This is not strictly true. ARB assembly language support languished once GLSL took off. NVIDIA kept extending this with NV specific GL extensions. For instance, on the OpenGL Extension Registry, see all extensions matching NV_gpu_program*, NV_vertex_program*, NV_fragment_program*, NV_geometry_program*, NV_tessellation_program*, NV_compute_program*, NV_parameter_buffer_object*, such as:
Here’s an old quick ref guide:
For many years, the NVIDIA GLSL compiler (in Cg, in the graphics driver, etc.) compiled GLSL shaders down into this assembly language as a first step, and it was pretty well documented. This meant you could do pretty much anything you could in GLSL in NV Assembly, because the driver was making use of this path. With Turing/RTX* GPUs however, they’ve apparently switched to using “something else” for this 1st-step assembly language (possibly SPIR-V) as some of NV’s latest extensions (e.g. NV_mesh_shader) didn’t extend NV Assembly to add this support, but there is SPIR-V support for them.
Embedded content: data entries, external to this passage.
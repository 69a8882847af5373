use anyhow::{Context, Result};
use axum::{
    extract::DefaultBodyLimit,
    http::{header, Method},
    routing::{get, post},
    Router,
};
use sizeforge_av::{FfmpegEncoder, FfprobeProber, ToolInfo, ToolRegistry};
use sizeforge_core::config::Config;
use std::net::SocketAddr;
use std::path::PathBuf;
use std::sync::Arc;
use tokio::signal;
use tokio_util::sync::CancellationToken;
use tower_http::{
    cors::{Any, CorsLayer},
    services::{ServeDir, ServeFile},
    trace::TraceLayer,
};

use crate::orchestrator::Orchestrator;

pub mod error;
pub mod openapi;
pub mod routes;

pub use error::AppError;

/// Shared application context
#[derive(Clone)]
pub struct AppContext {
    pub orchestrator: Orchestrator,
    /// Tool availability captured at startup, reported by `/health`
    pub tools: Arc<Vec<ToolInfo>>,
}

/// Create the Axum router with all routes
pub fn create_router(ctx: AppContext, static_dir: Option<PathBuf>) -> Router {
    let cors = CorsLayer::new()
        .allow_origin(Any)
        .allow_methods([Method::GET, Method::POST, Method::DELETE])
        .allow_headers([header::CONTENT_TYPE]);

    // The orchestrator enforces the exact limit while streaming; this only
    // lifts axum's 2 MB default for the multipart route.
    let upload_limit =
        usize::try_from(ctx.orchestrator.config().server.max_upload_bytes).unwrap_or(usize::MAX);

    let mut app = Router::new()
        .route("/health", get(routes::health))
        .route(
            "/upload",
            post(routes::upload).layer(DefaultBodyLimit::max(upload_limit)),
        )
        .route("/compress", post(routes::compress))
        .route("/status/{job_id}", get(routes::status))
        .route("/download/{job_id}", get(routes::download))
        .route("/cleanup/{job_id}", post(routes::cleanup))
        .route("/jobs/{job_id}", axum::routing::delete(routes::cleanup))
        .nest("/api", openapi::openapi_routes())
        .layer(cors)
        .layer(TraceLayer::new_for_http())
        .with_state(ctx);

    // Serve the browser UI if a directory is configured
    // Uses SPA fallback: serves index.html for any route that doesn't match a file
    if let Some(dir) = static_dir {
        if dir.exists() {
            tracing::info!("Serving static files from {:?}", dir);
            let index_path = dir.join("index.html");
            app = app.fallback_service(
                ServeDir::new(&dir)
                    .append_index_html_on_directories(true)
                    .not_found_service(ServeFile::new(index_path)),
            );
        }
    }

    app
}

/// Build the orchestrator from discovered tools and start the HTTP server.
///
/// Returns once a shutdown signal arrived, every running encode was
/// cancelled and the retention sweeper stopped.
pub async fn start_server(config: Config) -> Result<()> {
    let addr: SocketAddr = format!("{}:{}", config.server.host, config.server.port)
        .parse()
        .context("Invalid server address")?;

    let registry = ToolRegistry::discover(&config.encoder);
    let ffmpeg = registry.require("ffmpeg")?.to_path_buf();
    let ffprobe = registry.require("ffprobe")?.to_path_buf();
    let tools = tokio::task::spawn_blocking(move || registry.check_all())
        .await
        .context("Tool version check panicked")?;
    for tool in &tools {
        tracing::info!(
            "Using {} at {:?} ({})",
            tool.name,
            tool.path,
            tool.version.as_deref().unwrap_or("unknown version")
        );
    }

    let config = Arc::new(config);
    let orchestrator = Orchestrator::new(
        config.clone(),
        Arc::new(FfprobeProber::new(ffprobe)),
        Arc::new(FfmpegEncoder::new(
            ffmpeg,
            config.encoder.clone(),
            config.jobs.log_tail_lines,
        )),
    );
    orchestrator
        .prepare_dirs()
        .await
        .context("Failed to create storage directories")?;

    let sweeper_cancel = CancellationToken::new();
    let sweeper = tokio::spawn(orchestrator.clone().run_sweeper(sweeper_cancel.clone()));

    let ctx = AppContext {
        orchestrator: orchestrator.clone(),
        tools: Arc::new(tools),
    };
    let app = create_router(ctx, config.server.static_dir.clone());

    tracing::info!("Starting server on {}", addr);

    let listener = tokio::net::TcpListener::bind(addr)
        .await
        .with_context(|| format!("Failed to bind {addr}"))?;

    axum::serve(listener, app)
        .with_graceful_shutdown(shutdown_signal())
        .await?;

    tracing::info!("Stopping running encodes");
    sweeper_cancel.cancel();
    orchestrator.shutdown().await;
    if let Err(e) = sweeper.await {
        tracing::error!("Retention sweeper task failed: {}", e);
    }

    tracing::info!("Server shutdown complete");
    Ok(())
}

async fn shutdown_signal() {
    let ctrl_c = async {
        match signal::ctrl_c().await {
            Ok(()) => {}
            Err(e) => {
                tracing::error!("Failed to install Ctrl+C handler: {}", e);
                std::future::pending::<()>().await;
            }
        }
    };

    #[cfg(unix)]
    let terminate = async {
        match signal::unix::signal(signal::unix::SignalKind::terminate()) {
            Ok(mut sig) => {
                sig.recv().await;
            }
            Err(e) => {
                tracing::error!("Failed to install SIGTERM handler: {}", e);
                std::future::pending::<()>().await;
            }
        }
    };

    #[cfg(not(unix))]
    let terminate = std::future::pending::<()>();

    tokio::select! {
        _ = ctrl_c => {},
        _ = terminate => {},
    }

    tracing::info!("Shutdown signal received");
}
mod cli;

use sizeforge::{config, server};
use sizeforge_av::{BitrateParams, BitratePlan, FfprobeProber, Prober, ToolRegistry};
use sizeforge_core::Error;

use anyhow::Result;
use clap::Parser;
use cli::{Cli, Commands};
use std::path::Path;

async fn start_server(
    host: Option<String>,
    port: Option<u16>,
    config_path: Option<&Path>,
) -> Result<()> {
    let mut config = config::load_config_or_default(config_path)?;

    // Override host/port from CLI if specified
    if let Some(host) = host {
        config.server.host = host;
    }
    if let Some(port) = port {
        config.server.port = port;
    }
    config.check()?;

    tracing::info!("Starting sizeforge server");
    tracing::info!(
        "Server will listen on {}:{}",
        config.server.host,
        config.server.port
    );

    server::start_server(config).await
}

fn main() -> Result<()> {
    let cli = Cli::parse();

    // Respect RUST_LOG env var if set, otherwise use defaults based on verbose flag
    let env_filter = std::env::var("RUST_LOG").unwrap_or_else(|_| {
        if cli.verbose {
            "sizeforge=trace,sizeforge_av=trace,sizeforge_core=trace,tower_http=debug".to_string()
        } else {
            "sizeforge=debug,sizeforge_av=debug,tower_http=info".to_string()
        }
    });

    tracing_subscriber::fmt()
        .with_env_filter(&env_filter)
        .init();

    match cli.command {
        Commands::Start { host, port } => {
            let rt = tokio::runtime::Runtime::new()?;
            rt.block_on(start_server(host, port, cli.config.as_deref()))
        }
        Commands::Probe { file, json } => {
            let rt = tokio::runtime::Runtime::new()?;
            rt.block_on(probe_file(&file, json, cli.config.as_deref()))
        }
        Commands::Bitrate {
            target_bytes,
            duration_secs,
        } => plan_bitrate(target_bytes, duration_secs, cli.config.as_deref()),
        Commands::CheckTools => check_tools(cli.config.as_deref()),
        Commands::Validate {
            config: config_path,
        } => {
            let path = config_path.or(cli.config);
            validate_config(path.as_deref())
        }
        Commands::Version => {
            println!("sizeforge {}", env!("CARGO_PKG_VERSION"));
            Ok(())
        }
    }
}

async fn probe_file(file: &Path, json: bool, config_path: Option<&Path>) -> Result<()> {
    if !file.exists() {
        anyhow::bail!("File does not exist: {:?}", file);
    }

    let config = config::load_config_or_default(config_path)?;
    let tools = ToolRegistry::discover(&config.encoder);
    let prober = FfprobeProber::new(tools.require("ffprobe")?.to_path_buf());
    let info = prober.probe(file).await?;

    if json {
        println!("{}", serde_json::to_string_pretty(&info)?);
        return Ok(());
    }

    println!("File: {}", file.display());
    println!("Container: {}", info.format);
    println!("Size: {} bytes", info.size);
    match info.duration {
        Some(duration) => {
            let secs = duration as u64;
            println!(
                "Duration: {:02}:{:02}:{:02} ({:.3} s)",
                secs / 3600,
                (secs / 60) % 60,
                secs % 60,
                duration
            );
        }
        None => println!("Duration: unknown"),
    }
    println!("Audio: {}", if info.has_audio { "yes" } else { "no" });

    Ok(())
}

fn plan_bitrate(target_bytes: u64, duration_secs: f64, config_path: Option<&Path>) -> Result<()> {
    let config = config::load_config_or_default(config_path)?;
    let params = BitrateParams::from(&config.encoder);

    match BitratePlan::compute(target_bytes, Some(duration_secs), &params) {
        Ok(plan) => {
            println!("Target: {} bytes over {:.3} s", target_bytes, duration_secs);
            println!("Video bitrate: {} bps", plan.video_bitrate_bps);
            println!("Audio bitrate: {} bps", plan.audio_bitrate_bps);
            Ok(())
        }
        Err(e @ Error::TargetTooSmall { .. }) => {
            println!("{}", e);
            std::process::exit(1);
        }
        Err(e) => Err(e.into()),
    }
}

fn check_tools(config_path: Option<&Path>) -> Result<()> {
    println!("Checking external tools...\n");

    let config = config::load_config_or_default(config_path)?;
    let tools = ToolRegistry::discover(&config.encoder).check_all();
    let mut all_ok = true;

    for tool in &tools {
        let status = if tool.available {
            "✓"
        } else {
            all_ok = false;
            "✗"
        };

        print!("{} {}", status, tool.name);

        if let Some(ref version) = tool.version {
            print!(" ({})", version);
        }

        if let Some(ref path) = tool.path {
            print!(" - {}", path.display());
        }

        println!();
    }

    println!();
    if all_ok {
        println!("All required tools are available!");
    } else {
        println!("Some tools are missing. sizeforge needs both ffmpeg and ffprobe.");
    }

    Ok(())
}

fn validate_config(path: Option<&Path>) -> Result<()> {
    let config = match path {
        Some(p) => {
            println!("Validating config: {:?}", p);
            let config = config::load_config(p)?;
            println!("✓ Configuration is valid");
            config
        }
        None => {
            println!("No config file specified, using defaults");
            config::Config::default()
        }
    };

    println!("  Server: {}:{}", config.server.host, config.server.port);
    println!("  Uploads: {}", config.storage.upload_dir.display());
    println!("  Outputs: {}", config.storage.output_dir.display());
    println!(
        "  Encoder: {} ({}), audio {} bps",
        config.encoder.video_codec, config.encoder.preset, config.encoder.audio_bitrate_bps
    );
    println!(
        "  Concurrent encodes: {}",
        match config.jobs.max_concurrent_encodes {
            0 => "unlimited".to_string(),
            n => n.to_string(),
        }
    );

    let warnings = config.validate();
    if !warnings.is_empty() {
        println!("\nWarnings:");
        for warning in warnings {
            println!("  - {}", warning);
        }
    }

    Ok(())
}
However (to your next point)…
neither of these are the low-level ISA for the GPU. They’re a cross-GPU portable high-level assembly representation that the driver uses to generate the low-level driver assembly specific to that ISA. I’ve heard that low-level assembly language called SASS by NVIDIA folks, and allegedly some NV tools will let you collect and inspect it. It’s likely what CUDA produces as well.
For NVIDIA’s high-level assembly language specifically, see:
and related NV Assembly extensions. Just keep in mind this is the high-level cross-GPU portable assembly, not the low-level ISA.
However, for the cross-vendor high-level assembly solution, take a look at SPIR-V. It’s the new shader hotness for Vulkan, and of course supports GLSL authoring. You can use open source tools like
glslc to compile GLSL compute shaders down to SPIR-V assembly and inspect to your heart’s content.
Just keep in mind that neither of these are the GPU’s low-level ISA. For those, see your GPU vendor.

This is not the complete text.